(GIVEN DATA begins)

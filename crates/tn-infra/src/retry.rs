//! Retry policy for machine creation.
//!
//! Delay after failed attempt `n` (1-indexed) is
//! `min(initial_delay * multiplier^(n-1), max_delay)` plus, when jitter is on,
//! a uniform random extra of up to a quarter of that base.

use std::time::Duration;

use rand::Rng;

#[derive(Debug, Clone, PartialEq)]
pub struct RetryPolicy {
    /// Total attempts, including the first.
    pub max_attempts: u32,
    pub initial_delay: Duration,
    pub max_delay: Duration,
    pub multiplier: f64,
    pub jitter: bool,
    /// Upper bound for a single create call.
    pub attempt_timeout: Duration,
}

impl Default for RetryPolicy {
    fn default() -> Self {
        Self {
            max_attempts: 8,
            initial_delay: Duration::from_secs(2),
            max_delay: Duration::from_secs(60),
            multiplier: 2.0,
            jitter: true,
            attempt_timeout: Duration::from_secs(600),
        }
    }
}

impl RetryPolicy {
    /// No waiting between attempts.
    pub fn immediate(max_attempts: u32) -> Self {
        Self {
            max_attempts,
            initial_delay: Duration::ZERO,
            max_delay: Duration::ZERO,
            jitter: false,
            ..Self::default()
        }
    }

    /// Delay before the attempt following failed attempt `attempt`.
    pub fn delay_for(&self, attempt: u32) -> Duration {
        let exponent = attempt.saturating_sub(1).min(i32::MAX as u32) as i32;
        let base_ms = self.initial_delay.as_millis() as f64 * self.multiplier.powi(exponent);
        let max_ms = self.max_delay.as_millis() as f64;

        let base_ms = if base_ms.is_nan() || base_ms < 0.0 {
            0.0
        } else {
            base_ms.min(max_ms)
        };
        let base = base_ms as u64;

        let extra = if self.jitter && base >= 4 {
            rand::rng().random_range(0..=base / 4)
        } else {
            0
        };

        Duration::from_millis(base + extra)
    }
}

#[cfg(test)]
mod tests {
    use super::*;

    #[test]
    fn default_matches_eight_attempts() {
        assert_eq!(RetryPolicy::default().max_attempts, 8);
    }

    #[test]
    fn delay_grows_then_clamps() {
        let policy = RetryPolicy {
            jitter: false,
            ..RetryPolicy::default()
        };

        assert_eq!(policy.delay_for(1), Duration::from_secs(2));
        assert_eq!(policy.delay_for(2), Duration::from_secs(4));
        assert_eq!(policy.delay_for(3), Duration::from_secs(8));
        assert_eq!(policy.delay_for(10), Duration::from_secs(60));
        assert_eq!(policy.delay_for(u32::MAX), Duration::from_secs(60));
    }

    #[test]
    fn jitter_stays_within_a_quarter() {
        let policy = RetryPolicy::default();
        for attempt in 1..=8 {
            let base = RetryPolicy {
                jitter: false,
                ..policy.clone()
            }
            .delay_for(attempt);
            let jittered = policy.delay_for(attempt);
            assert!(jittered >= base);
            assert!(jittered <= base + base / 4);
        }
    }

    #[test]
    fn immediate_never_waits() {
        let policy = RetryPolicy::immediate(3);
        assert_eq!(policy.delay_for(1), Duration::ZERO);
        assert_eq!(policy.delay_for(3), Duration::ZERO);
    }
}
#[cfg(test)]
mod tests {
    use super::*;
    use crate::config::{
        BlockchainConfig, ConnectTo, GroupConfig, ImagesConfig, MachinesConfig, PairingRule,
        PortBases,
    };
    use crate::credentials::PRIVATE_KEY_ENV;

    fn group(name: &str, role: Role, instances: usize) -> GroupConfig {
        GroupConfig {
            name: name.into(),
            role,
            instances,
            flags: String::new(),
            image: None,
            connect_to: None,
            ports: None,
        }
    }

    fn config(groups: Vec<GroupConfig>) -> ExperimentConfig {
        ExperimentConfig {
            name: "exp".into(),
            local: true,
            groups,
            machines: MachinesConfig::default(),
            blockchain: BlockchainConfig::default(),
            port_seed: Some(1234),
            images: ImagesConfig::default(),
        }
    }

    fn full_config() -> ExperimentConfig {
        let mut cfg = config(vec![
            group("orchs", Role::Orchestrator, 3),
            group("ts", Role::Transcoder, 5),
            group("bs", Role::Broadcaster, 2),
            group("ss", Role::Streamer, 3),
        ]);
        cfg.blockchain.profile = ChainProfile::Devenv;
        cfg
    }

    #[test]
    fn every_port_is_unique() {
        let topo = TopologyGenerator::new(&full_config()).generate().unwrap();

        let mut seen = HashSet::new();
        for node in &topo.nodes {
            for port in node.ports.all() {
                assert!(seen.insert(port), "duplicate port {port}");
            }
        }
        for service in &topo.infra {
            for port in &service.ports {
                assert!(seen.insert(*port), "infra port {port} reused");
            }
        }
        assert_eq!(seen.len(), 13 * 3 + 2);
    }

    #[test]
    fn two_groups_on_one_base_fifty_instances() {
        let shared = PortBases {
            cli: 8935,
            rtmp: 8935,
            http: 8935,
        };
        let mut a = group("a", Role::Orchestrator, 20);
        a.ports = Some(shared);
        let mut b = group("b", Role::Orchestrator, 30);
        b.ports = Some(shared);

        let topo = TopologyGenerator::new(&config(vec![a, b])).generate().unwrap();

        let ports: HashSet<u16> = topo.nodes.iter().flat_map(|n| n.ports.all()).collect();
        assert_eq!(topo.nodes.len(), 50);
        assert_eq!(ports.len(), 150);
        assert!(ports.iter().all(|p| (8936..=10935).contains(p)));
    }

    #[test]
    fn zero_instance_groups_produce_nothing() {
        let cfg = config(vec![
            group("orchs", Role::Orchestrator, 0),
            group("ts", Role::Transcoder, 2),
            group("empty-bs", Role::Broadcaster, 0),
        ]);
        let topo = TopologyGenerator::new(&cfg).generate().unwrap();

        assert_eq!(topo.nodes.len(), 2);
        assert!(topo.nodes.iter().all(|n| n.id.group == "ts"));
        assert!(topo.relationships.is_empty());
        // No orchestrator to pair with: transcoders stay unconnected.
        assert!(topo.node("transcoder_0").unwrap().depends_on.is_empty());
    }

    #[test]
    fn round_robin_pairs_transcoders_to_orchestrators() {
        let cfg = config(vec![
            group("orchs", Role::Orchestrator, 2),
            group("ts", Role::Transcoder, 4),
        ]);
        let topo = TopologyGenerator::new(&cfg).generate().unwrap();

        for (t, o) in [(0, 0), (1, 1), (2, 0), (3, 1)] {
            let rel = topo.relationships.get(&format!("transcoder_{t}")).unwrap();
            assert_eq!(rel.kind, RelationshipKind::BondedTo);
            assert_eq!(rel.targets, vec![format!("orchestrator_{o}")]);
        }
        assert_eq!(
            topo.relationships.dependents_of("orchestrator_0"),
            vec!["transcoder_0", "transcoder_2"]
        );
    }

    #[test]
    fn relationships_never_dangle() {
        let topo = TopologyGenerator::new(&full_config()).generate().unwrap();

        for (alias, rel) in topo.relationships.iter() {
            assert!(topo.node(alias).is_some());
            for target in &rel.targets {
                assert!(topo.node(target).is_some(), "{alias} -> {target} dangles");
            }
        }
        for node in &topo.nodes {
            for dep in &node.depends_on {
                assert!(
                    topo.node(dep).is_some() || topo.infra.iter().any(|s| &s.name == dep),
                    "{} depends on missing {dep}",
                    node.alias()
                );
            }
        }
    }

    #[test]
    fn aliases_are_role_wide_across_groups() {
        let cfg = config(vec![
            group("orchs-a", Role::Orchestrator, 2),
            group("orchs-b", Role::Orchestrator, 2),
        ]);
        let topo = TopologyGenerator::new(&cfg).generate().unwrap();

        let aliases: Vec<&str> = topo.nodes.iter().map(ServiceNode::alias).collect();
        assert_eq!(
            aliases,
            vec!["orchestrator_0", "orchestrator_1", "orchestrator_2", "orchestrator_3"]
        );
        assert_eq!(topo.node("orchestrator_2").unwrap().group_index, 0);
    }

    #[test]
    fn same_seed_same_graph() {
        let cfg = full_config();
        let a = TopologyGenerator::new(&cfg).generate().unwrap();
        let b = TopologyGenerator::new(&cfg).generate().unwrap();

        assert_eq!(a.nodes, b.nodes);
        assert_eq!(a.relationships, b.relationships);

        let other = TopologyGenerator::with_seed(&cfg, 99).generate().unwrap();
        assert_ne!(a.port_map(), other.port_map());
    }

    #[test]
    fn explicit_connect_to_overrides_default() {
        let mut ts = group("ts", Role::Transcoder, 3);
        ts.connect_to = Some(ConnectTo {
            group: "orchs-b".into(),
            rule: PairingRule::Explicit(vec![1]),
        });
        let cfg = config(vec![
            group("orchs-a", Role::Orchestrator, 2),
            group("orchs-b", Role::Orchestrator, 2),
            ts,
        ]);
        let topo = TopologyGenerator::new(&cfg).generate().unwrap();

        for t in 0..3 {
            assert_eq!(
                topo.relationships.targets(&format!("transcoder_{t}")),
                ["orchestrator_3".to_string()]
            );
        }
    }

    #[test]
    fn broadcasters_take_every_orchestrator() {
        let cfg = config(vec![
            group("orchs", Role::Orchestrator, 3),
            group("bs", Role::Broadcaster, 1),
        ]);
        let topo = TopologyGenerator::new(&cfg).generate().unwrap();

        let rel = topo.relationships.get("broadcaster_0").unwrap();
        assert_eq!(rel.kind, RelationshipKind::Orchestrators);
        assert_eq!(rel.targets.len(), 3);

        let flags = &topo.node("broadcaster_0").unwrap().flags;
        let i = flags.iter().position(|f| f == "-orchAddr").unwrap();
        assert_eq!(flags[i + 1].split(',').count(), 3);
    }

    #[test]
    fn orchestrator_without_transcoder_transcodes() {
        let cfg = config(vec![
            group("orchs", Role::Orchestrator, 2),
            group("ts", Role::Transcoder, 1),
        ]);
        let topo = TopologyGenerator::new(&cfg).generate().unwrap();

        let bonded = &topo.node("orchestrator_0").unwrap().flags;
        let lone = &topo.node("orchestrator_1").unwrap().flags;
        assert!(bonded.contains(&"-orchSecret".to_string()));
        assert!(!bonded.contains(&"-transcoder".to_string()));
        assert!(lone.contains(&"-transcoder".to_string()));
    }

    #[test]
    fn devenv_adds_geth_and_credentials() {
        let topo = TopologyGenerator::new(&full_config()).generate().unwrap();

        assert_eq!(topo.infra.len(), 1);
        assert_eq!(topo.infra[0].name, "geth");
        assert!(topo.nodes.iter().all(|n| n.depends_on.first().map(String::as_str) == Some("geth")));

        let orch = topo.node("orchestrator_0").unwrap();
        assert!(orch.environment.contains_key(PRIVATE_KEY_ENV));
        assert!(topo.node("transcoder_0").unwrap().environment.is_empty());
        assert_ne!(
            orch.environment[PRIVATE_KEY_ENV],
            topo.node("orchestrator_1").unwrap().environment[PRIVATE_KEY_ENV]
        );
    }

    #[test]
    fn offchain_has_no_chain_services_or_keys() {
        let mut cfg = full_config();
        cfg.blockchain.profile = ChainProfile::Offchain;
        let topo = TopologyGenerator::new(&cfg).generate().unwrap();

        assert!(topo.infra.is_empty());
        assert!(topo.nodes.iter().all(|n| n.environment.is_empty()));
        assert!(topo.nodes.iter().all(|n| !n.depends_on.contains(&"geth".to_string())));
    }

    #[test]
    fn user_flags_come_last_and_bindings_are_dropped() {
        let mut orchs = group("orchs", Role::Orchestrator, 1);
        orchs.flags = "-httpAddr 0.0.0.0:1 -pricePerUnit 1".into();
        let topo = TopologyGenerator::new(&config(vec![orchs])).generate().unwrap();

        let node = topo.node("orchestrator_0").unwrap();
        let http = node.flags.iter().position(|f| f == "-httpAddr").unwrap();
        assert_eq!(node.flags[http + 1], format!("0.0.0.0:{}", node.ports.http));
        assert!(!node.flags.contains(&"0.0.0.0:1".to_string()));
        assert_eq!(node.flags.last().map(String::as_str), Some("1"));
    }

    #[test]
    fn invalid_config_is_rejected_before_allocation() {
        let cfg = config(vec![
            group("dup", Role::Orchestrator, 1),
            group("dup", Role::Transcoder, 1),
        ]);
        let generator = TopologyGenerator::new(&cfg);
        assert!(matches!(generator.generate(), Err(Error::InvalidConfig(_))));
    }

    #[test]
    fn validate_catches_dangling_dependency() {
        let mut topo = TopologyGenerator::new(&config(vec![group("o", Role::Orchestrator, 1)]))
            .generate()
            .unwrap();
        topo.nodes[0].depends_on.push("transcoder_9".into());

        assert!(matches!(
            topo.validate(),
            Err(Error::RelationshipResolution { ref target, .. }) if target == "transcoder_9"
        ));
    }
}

(GIVEN DATA ends)

_WHAT THE TASK ASKS_. Where the string "impl" appears in a line of the entries, that line counts; state the total number of such lines and nothing else.

_TASK ANSWER_. 2